Could you find every line in the entries below that holds the word "finished" and copy it?
++++ Supplied data
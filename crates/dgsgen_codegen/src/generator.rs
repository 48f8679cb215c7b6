//! The generation driver.

use crate::config::CodeGenConfig;
use crate::emit::{self, Context};
use crate::output::{CodeGenOutput, GeneratedFile};
use dgsgen_core::{CodegenError, Result};
use dgsgen_naming::NameTable;
use dgsgen_schema::{Schema, SdlSource};
use indexmap::IndexMap;
use rayon::prelude::*;

/// One independent emitter run.
#[derive(Debug, Clone, Copy, PartialEq, Eq)]
enum Job {
    DataTypes,
    Interfaces,
    Enums,
    /// Inputs and enums the client API needs when data types are off.
    ClientInputTypes,
    Constants,
    Queries,
    Projections,
    Representations,
    Datafetchers,
}

impl Job {
    fn enabled(config: &CodeGenConfig) -> Vec<Self> {
        let mut jobs = Vec::with_capacity(9);
        if config.generate_data_types {
            jobs.extend([Self::DataTypes, Self::Interfaces, Self::Enums]);
        } else if config.generate_client_api {
            jobs.push(Self::ClientInputTypes);
        }
        jobs.push(Self::Constants);
        if config.generate_client_api {
            jobs.extend([Self::Queries, Self::Projections, Self::Representations]);
        }
        if config.generate_datafetchers {
            jobs.push(Self::Datafetchers);
        }
        jobs
    }

    fn run(self, ctx: &Context<'_>) -> Result<Vec<GeneratedFile>> {
        let files = match self {
            Self::DataTypes => emit::data_class::emit(ctx),
            Self::Interfaces => emit::interfaces::emit(ctx),
            Self::Enums => emit::enums::emit(ctx),
            Self::ClientInputTypes => {
                let required = ctx.client_input_types();
                let mut files = emit::data_class::emit_matching(ctx, |node| required.contains(&node.id));
                files.extend(emit::enums::emit_matching(ctx, |node| required.contains(&node.id)));
                files
            }
            Self::Constants => emit::constants::emit(ctx)?,
            Self::Queries => emit::query::emit(ctx)?,
            Self::Projections => emit::projection::emit(ctx)?,
            Self::Representations => emit::representation::emit(ctx),
            Self::Datafetchers => emit::datafetcher::emit(ctx),
        };
        tracing::debug!(job = ?self, files = files.len(), "emitter finished");
        Ok(files)
    }
}

/// Generates Java sources for a loaded schema.
pub struct CodeGenerator<'a> {
    schema: &'a Schema,
    config: &'a CodeGenConfig,
}

impl<'a> CodeGenerator<'a> {
    pub fn new(schema: &'a Schema, config: &'a CodeGenConfig) -> Self {
        Self { schema, config }
    }

    /// Runs every enabled emitter.
    ///
    /// Names are resolved before any emitter starts; emitters then run in
    /// parallel over the read-only schema. The output is sorted by path and
    /// identical for identical input.
    pub fn generate(&self) -> Result<CodeGenOutput> {
        let names = NameTable::resolve(&self.schema.graph)?;
        let ctx = Context::new(self.schema, &names, self.config);
        let jobs = Job::enabled(self.config);
        tracing::debug!(jobs = jobs.len(), types = self.schema.graph.len(), "generating");

        let results: Vec<Result<Vec<GeneratedFile>>> =
            jobs.par_iter().map(|job| job.run(&ctx)).collect();

        let mut files: IndexMap<String, GeneratedFile> = IndexMap::new();
        // Results keep job order, so the reported error does not depend on scheduling.
        for result in results {
            for file in result? {
                if let Some(existing) = files.get(&file.path) {
                    return Err(CodegenError::collision(
                        file.class_name.clone(),
                        format!("{} {}", existing.kind, existing.class_name),
                        format!("{} {}", file.kind, file.class_name),
                    ));
                }
                files.insert(file.path.clone(), file);
            }
        }
        files.sort_keys();

        tracing::debug!(files = files.len(), "generation finished");
        Ok(CodeGenOutput {
            files: files.into_values().collect(),
        })
    }
}

/// Loads SDL sources and generates Java sources for them.
pub fn generate(sources: &[SdlSource], config: &CodeGenConfig) -> Result<CodeGenOutput> {
    let schema = Schema::load(sources, &config.type_mapping)?;
    CodeGenerator::new(&schema, config).generate()
}

#[cfg(test)]
mod tests {
    use super::*;
    use crate::output::FileKind;

    fn sources(sdl: &str) -> Vec<SdlSource> {
        vec![SdlSource::new("schema.graphqls", sdl)]
    }

    #[test]
    fn test_output_sorted_by_path() {
        let output = generate(
            &sources(
                "type Query { people: [Person] }\ntype Person { name: String }\nenum Color { RED }",
            ),
            &CodeGenConfig::new("com.example"),
        )
        .unwrap();
        let paths: Vec<_> = output.files.iter().map(|f| f.path.as_str()).collect();
        assert_eq!(
            paths,
            [
                "com/example/DgsConstants.java",
                "com/example/client/PeopleGraphQLQuery.java",
                "com/example/client/PeopleProjectionRoot.java",
                "com/example/datafetchers/PeopleDatafetcher.java",
                "com/example/types/Color.java",
                "com/example/types/Person.java",
            ]
        );
    }

    #[test]
    fn test_disabled_emitters() {
        let config = CodeGenConfig {
            generate_client_api: false,
            generate_datafetchers: false,
            ..CodeGenConfig::new("com.example")
        };
        let output = generate(
            &sources("type Query { people: [Person] }\ntype Person { name: String }"),
            &config,
        )
        .unwrap();
        assert_eq!(output.of_kind(FileKind::Query).count(), 0);
        assert_eq!(output.of_kind(FileKind::Datafetcher).count(), 0);
        assert_eq!(output.of_kind(FileKind::DataType).count(), 1);
        assert_eq!(output.of_kind(FileKind::Constants).count(), 1);
    }

    #[test]
    fn test_client_api_keeps_its_input_types() {
        let config = CodeGenConfig {
            generate_data_types: false,
            generate_datafetchers: false,
            ..CodeGenConfig::new("com.example")
        };
        let output = generate(
            &sources(
                "type Query { people(filter: PersonFilter): [Person] }\n\
                 type Person { name: String role: Role }\n\
                 input PersonFilter { role: Role }\n\
                 enum Role { ADMIN }\n\
                 enum Unused { X }",
            ),
            &config,
        )
        .unwrap();
        let classes = |kind| output.of_kind(kind).map(|f| f.class_name.as_str()).collect::<Vec<_>>();
        assert_eq!(classes(FileKind::DataType), ["PersonFilter"]);
        assert_eq!(classes(FileKind::Enum), ["Role"]);
        assert_eq!(classes(FileKind::Interface), Vec::<&str>::new());
        let query = output.class("PeopleGraphQLQuery").unwrap();
        assert!(query.source.contains("import com.example.types.PersonFilter;"));
    }

    #[test]
    fn test_entities_client_api() {
        let sdl = "type Query { movie: Movie }\n\
                   type Movie @key(fields: \"id genre\") { id: ID! genre: Genre title: String }\n\
                   enum Genre { DRAMA }";
        let config = CodeGenConfig {
            generate_data_types: false,
            generate_datafetchers: false,
            ..CodeGenConfig::new("com.example")
        };
        let output = generate(&sources(sdl), &config).unwrap();
        let paths: Vec<_> = output.files.iter().map(|f| f.path.as_str()).collect();
        assert_eq!(
            paths,
            [
                "com/example/DgsConstants.java",
                "com/example/client/EntitiesMovieKeyProjection.java",
                "com/example/client/EntitiesProjectionRoot.java",
                "com/example/client/MovieGraphQLQuery.java",
                "com/example/client/MovieProjectionRoot.java",
                "com/example/client/MovieRepresentation.java",
                "com/example/types/Genre.java",
            ]
        );
        let representation = output.class("MovieRepresentation").unwrap();
        assert!(representation.source.contains("import com.example.types.Genre;"));

        let config = CodeGenConfig {
            skip_entity_queries: true,
            ..config
        };
        let output = generate(&sources(sdl), &config).unwrap();
        assert_eq!(output.of_kind(FileKind::Representation).count(), 0);
        assert!(output.class("EntitiesProjectionRoot").is_none());
        assert!(output.class("Genre").is_none());
    }

    #[test]
    fn test_duplicate_path_is_a_collision() {
        // With one package for both, the projection of `Person` lands on the data class.
        let config = CodeGenConfig {
            sub_package_name_client: "types".to_string(),
            ..CodeGenConfig::new("com.example")
        };
        let result = generate(
            &sources(
                "type Query { person: Person }\n\
                 type Person { friend: Person }\n\
                 type PersonProjection { a: Int }",
            ),
            &config,
        );
        assert!(matches!(result, Err(CodegenError::NameCollision { .. })));
    }

    #[test]
    fn test_errors_abort_generation() {
        let result = generate(
            &sources("type Query { a: Missing }"),
            &CodeGenConfig::new("com.example"),
        );
        assert!(matches!(result, Err(CodegenError::UnresolvedType { .. })));
    }
}
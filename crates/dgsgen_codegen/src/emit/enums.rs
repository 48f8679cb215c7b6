//! Java `enum` declarations.

use super::{doc, Context};
use crate::java::JavaWriter;
use crate::output::{FileKind, GeneratedFile};
use dgsgen_schema::{TypeKind, TypeNode};

/// Emits one enum per generated enum type.
pub fn emit(ctx: &Context<'_>) -> Vec<GeneratedFile> {
    emit_matching(ctx, |_| true)
}

/// Emits enums for the types `wanted` accepts.
pub fn emit_matching(ctx: &Context<'_>, wanted: impl Fn(&TypeNode) -> bool) -> Vec<GeneratedFile> {
    ctx.graph()
        .types_of_kind(TypeKind::Enum)
        .filter(|node| ctx.generates_class(node) && wanted(node))
        .map(|node| {
            let class = ctx.class_name(node.id);
            let mut w = JavaWriter::new(ctx.types_package.clone(), class);
            doc(&mut w, node.description.as_deref(), None);
            ctx.generated_annotation(&mut w);
            w.open(&format!("public enum {class}"));
            let count = node.enum_values.len();
            for (index, value) in node.enum_values.iter().enumerate() {
                let constant = ctx.names.enum_value(node.id, index).unwrap_or(&value.name);
                doc(&mut w, value.description.as_deref(), value.deprecation.as_deref());
                if value.deprecation.is_some() && ctx.config.add_deprecated_annotation {
                    w.line("@Deprecated");
                }
                let separator = if index + 1 == count { ";" } else { "," };
                w.line(&format!("{constant}{separator}"));
            }
            w.close();
            ctx.file(FileKind::Enum, &ctx.types_package, class, w)
        })
        .collect()
}
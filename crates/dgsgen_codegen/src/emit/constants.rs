//! The `DgsConstants` class: type and field names as string constants.

use super::Context;
use crate::java::{string_literal, JavaWriter};
use crate::output::{FileKind, GeneratedFile};
use dgsgen_core::Result;
use dgsgen_naming::{field_names, shouty_snake, Scope};
use dgsgen_schema::{TypeKind, TypeNode};

pub const CLASS_NAME: &str = "DgsConstants";
const TYPE_NAME: &str = "TYPE_NAME";

/// Emits `DgsConstants` into the base package.
pub fn emit(ctx: &Context<'_>) -> Result<Vec<GeneratedFile>> {
    let package = &ctx.config.package_name;
    let mut w = JavaWriter::new(package.clone(), CLASS_NAME);
    ctx.generated_annotation(&mut w);
    w.open(&format!("public class {CLASS_NAME}"));

    for (operation, root) in ctx.graph().roots().iter() {
        let name = &ctx.graph().get(root).name;
        w.line(&format!(
            "public static final String {}_TYPE = {};",
            operation.as_str().to_uppercase(),
            string_literal(name)
        ));
        w.blank();
    }

    let mut classes = Scope::new();
    for node in ctx.graph().types() {
        let listed = matches!(
            node.kind,
            TypeKind::Object | TypeKind::Input | TypeKind::Interface | TypeKind::Union
        );
        if !listed || !ctx.generates_class(node) {
            continue;
        }
        let class = constant_class(ctx, &node.name);
        classes.define(&class, &node.name)?;
        type_class(ctx, &mut w, node, &class)?;
    }

    w.close();
    Ok(vec![ctx.file(FileKind::Constants, package, CLASS_NAME, w)])
}

fn constant_class(ctx: &Context<'_>, type_name: &str) -> String {
    if ctx.config.snake_case_constant_names {
        shouty_snake(type_name)
    } else {
        type_name.to_uppercase()
    }
}

fn type_class(ctx: &Context<'_>, w: &mut JavaWriter, node: &TypeNode, class: &str) -> Result<()> {
    w.open(&format!("public static class {class}"));
    w.line(&format!(
        "public static final String {TYPE_NAME} = {};",
        string_literal(&node.name)
    ));
    w.blank();

    let fields = match node.kind {
        TypeKind::Input => ctx.own_fields(node.id),
        _ => ctx.selectable_fields(node.id),
    };
    let mut constants = Scope::new();
    constants.define(TYPE_NAME, &node.name)?;
    for field in &fields {
        constants.define(&field.names.constant, &format!("{}.{}", node.name, field.node.name))?;
        w.line(&format!(
            "public static final String {} = {};",
            field.names.constant,
            string_literal(&field.node.name)
        ));
        w.blank();
    }

    let mut argument_classes = Scope::new();
    for field in &fields {
        if field.node.arguments.is_empty() {
            continue;
        }
        let arguments_class = format!("{}_INPUT_ARGUMENT", field.names.constant);
        argument_classes.define(
            &arguments_class,
            &format!("{}.{}", node.name, field.node.name),
        )?;
        w.open(&format!("public static class {arguments_class}"));
        for argument in &field.node.arguments {
            w.line(&format!(
                "public static final String {} = {};",
                field_names(&argument.name).constant,
                string_literal(&argument.name)
            ));
            w.blank();
        }
        w.close();
        w.blank();
    }

    w.close();
    w.blank();
    Ok(())
}

#[cfg(test)]
mod tests {
    use super::*;
    use crate::config::CodeGenConfig;
    use crate::emit::test_support::{names, schema};
    use dgsgen_core::CodegenError;

    #[test]
    fn test_constants() {
        let schema = schema(
            "type Query { people(filter: String, first_n: Int): [Person] }\n\
             type Person { firstname: String }\n\
             enum Color { RED }",
        );
        let names = names(&schema);
        let config = CodeGenConfig::new("com.example");
        let ctx = Context::new(&schema, &names, &config);
        let files = emit(&ctx).unwrap();
        assert_eq!(files[0].path, "com/example/DgsConstants.java");
        insta::assert_snapshot!(files[0].source, @r#"
        package com.example;

        public class DgsConstants {
          public static final String QUERY_TYPE = "Query";

          public static class QUERY {
            public static final String TYPE_NAME = "Query";

            public static final String People = "people";

            public static class People_INPUT_ARGUMENT {
              public static final String Filter = "filter";

              public static final String FirstN = "first_n";
            }
          }

          public static class PERSON {
            public static final String TYPE_NAME = "Person";

            public static final String Firstname = "firstname";
          }
        }
        "#);
    }

    #[test]
    fn test_snake_case_class_names() {
        let schema = schema("type PersonInfo { a: Int }");
        let names = names(&schema);
        let mut config = CodeGenConfig::new("com.example");
        config.snake_case_constant_names = true;
        let ctx = Context::new(&schema, &names, &config);
        let files = emit(&ctx).unwrap();
        assert!(files[0].source.contains("public static class PERSON_INFO {"));
    }

    #[test]
    fn test_field_constants_never_shadow_type_name() {
        let schema = schema("type Thing { TYPE_NAME: String TYPENAME: Boolean }");
        let names = names(&schema);
        let mut config = CodeGenConfig::new("com.example");
        config.snake_case_constant_names = true;
        let ctx = Context::new(&schema, &names, &config);
        let files = emit(&ctx).unwrap();
        let source = &files[0].source;
        assert_eq!(source.matches("public static final String TYPE_NAME = ").count(), 1);
        assert!(source.contains("public static final String TypeName = \"TYPE_NAME\";"));
        assert!(source.contains("public static final String Typename = \"TYPENAME\";"));
    }

    #[test]
    fn test_class_name_collision() {
        let schema = schema("type Person { a: Int }\ntype PERSON { b: Int }");
        let names = names(&schema);
        let config = CodeGenConfig::new("com.example");
        let ctx = Context::new(&schema, &names, &config);
        match emit(&ctx) {
            Err(CodegenError::NameCollision { identifier, first, second }) => {
                assert_eq!(identifier, "PERSON");
                assert_eq!(first, "Person");
                assert_eq!(second, "PERSON");
            }
            other => panic!("expected a collision, got {other:?}"),
        }
    }
}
++++++++
* Solution *
        tracing::debug!(job = ?self, files = files.len(), "emitter finished");
        tracing::debug!(files = files.len(), "generation finished");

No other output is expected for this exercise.